» Task objective:
Transcribe the entire listing exactly.

[Information shown Boundary: Start]

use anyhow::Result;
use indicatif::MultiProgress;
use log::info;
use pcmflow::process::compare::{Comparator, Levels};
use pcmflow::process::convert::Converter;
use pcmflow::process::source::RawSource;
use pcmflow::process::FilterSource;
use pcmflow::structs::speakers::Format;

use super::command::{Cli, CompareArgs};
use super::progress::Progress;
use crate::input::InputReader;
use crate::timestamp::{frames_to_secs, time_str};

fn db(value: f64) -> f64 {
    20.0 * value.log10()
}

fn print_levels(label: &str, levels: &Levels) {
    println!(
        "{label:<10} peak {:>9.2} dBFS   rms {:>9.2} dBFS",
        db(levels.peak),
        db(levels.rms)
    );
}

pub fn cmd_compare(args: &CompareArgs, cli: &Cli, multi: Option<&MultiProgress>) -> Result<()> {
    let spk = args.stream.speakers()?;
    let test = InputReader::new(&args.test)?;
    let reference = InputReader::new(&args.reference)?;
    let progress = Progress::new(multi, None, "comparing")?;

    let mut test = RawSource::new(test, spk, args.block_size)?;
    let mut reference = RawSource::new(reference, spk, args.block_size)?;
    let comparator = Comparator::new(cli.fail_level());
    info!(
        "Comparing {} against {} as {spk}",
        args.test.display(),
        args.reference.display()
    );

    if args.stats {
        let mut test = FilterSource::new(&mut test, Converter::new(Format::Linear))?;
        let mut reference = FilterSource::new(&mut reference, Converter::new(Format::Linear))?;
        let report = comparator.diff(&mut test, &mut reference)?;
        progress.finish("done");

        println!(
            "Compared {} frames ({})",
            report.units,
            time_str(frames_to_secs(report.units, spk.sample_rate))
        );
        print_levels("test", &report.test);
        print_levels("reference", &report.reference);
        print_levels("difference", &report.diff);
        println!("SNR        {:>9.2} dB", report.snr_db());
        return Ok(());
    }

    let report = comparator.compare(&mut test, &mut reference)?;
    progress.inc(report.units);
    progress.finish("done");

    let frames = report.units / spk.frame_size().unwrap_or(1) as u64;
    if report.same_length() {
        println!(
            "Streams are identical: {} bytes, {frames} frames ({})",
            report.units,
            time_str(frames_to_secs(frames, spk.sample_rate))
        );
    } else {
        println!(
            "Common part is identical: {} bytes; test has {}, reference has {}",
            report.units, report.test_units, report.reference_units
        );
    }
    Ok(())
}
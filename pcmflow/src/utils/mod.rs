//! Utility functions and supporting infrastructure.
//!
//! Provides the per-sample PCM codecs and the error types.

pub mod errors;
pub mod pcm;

[Information shown Boundary: End]

» Solution:
use anyhow::Result;
use indicatif::MultiProgress;
use log::info;
use pcmflow::process::compare::{Comparator, Levels};
use pcmflow::process::convert::Converter;
use pcmflow::process::source::RawSource;
use pcmflow::process::FilterSource;
use pcmflow::structs::speakers::Format;

use super::command::{Cli, CompareArgs};
use super::progress::Progress;
use crate::input::InputReader;
use crate::timestamp::{frames_to_secs, time_str};

fn db(value: f64) -> f64 {
    20.0 * value.log10()
}

fn print_levels(label: &str, levels: &Levels) {
    println!(
        "{label:<10} peak {:>9.2} dBFS   rms {:>9.2} dBFS",
        db(levels.peak),
        db(levels.rms)
    );
}

pub fn cmd_compare(args: &CompareArgs, cli: &Cli, multi: Option<&MultiProgress>) -> Result<()> {
    let spk = args.stream.speakers()?;
    let test = InputReader::new(&args.test)?;
    let reference = InputReader::new(&args.reference)?;
    let progress = Progress::new(multi, None, "comparing")?;

    let mut test = RawSource::new(test, spk, args.block_size)?;
    let mut reference = RawSource::new(reference, spk, args.block_size)?;
    let comparator = Comparator::new(cli.fail_level());
    info!(
        "Comparing {} against {} as {spk}",
        args.test.display(),
        args.reference.display()
    );

    if args.stats {
        let mut test = FilterSource::new(&mut test, Converter::new(Format::Linear))?;
        let mut reference = FilterSource::new(&mut reference, Converter::new(Format::Linear))?;
        let report = comparator.diff(&mut test, &mut reference)?;
        progress.finish("done");

        println!(
            "Compared {} frames ({})",
            report.units,
            time_str(frames_to_secs(report.units, spk.sample_rate))
        );
        print_levels("test", &report.test);
        print_levels("reference", &report.reference);
        print_levels("difference", &report.diff);
        println!("SNR        {:>9.2} dB", report.snr_db());
        return Ok(());
    }

    let report = comparator.compare(&mut test, &mut reference)?;
    progress.inc(report.units);
    progress.finish("done");

    let frames = report.units / spk.frame_size().unwrap_or(1) as u64;
    if report.same_length() {
        println!(
            "Streams are identical: {} bytes, {frames} frames ({})",
            report.units,
            time_str(frames_to_secs(frames, spk.sample_rate))
        );
    } else {
        println!(
            "Common part is identical: {} bytes; test has {}, reference has {}",
            report.units, report.test_units, report.reference_units
        );
    }
    Ok(())
}
filename pcmflow/src/utils/mod.rs
//! Utility functions and supporting infrastructure.
//!
//! Provides the per-sample PCM codecs and the error types.

pub mod errors;
pub mod pcm;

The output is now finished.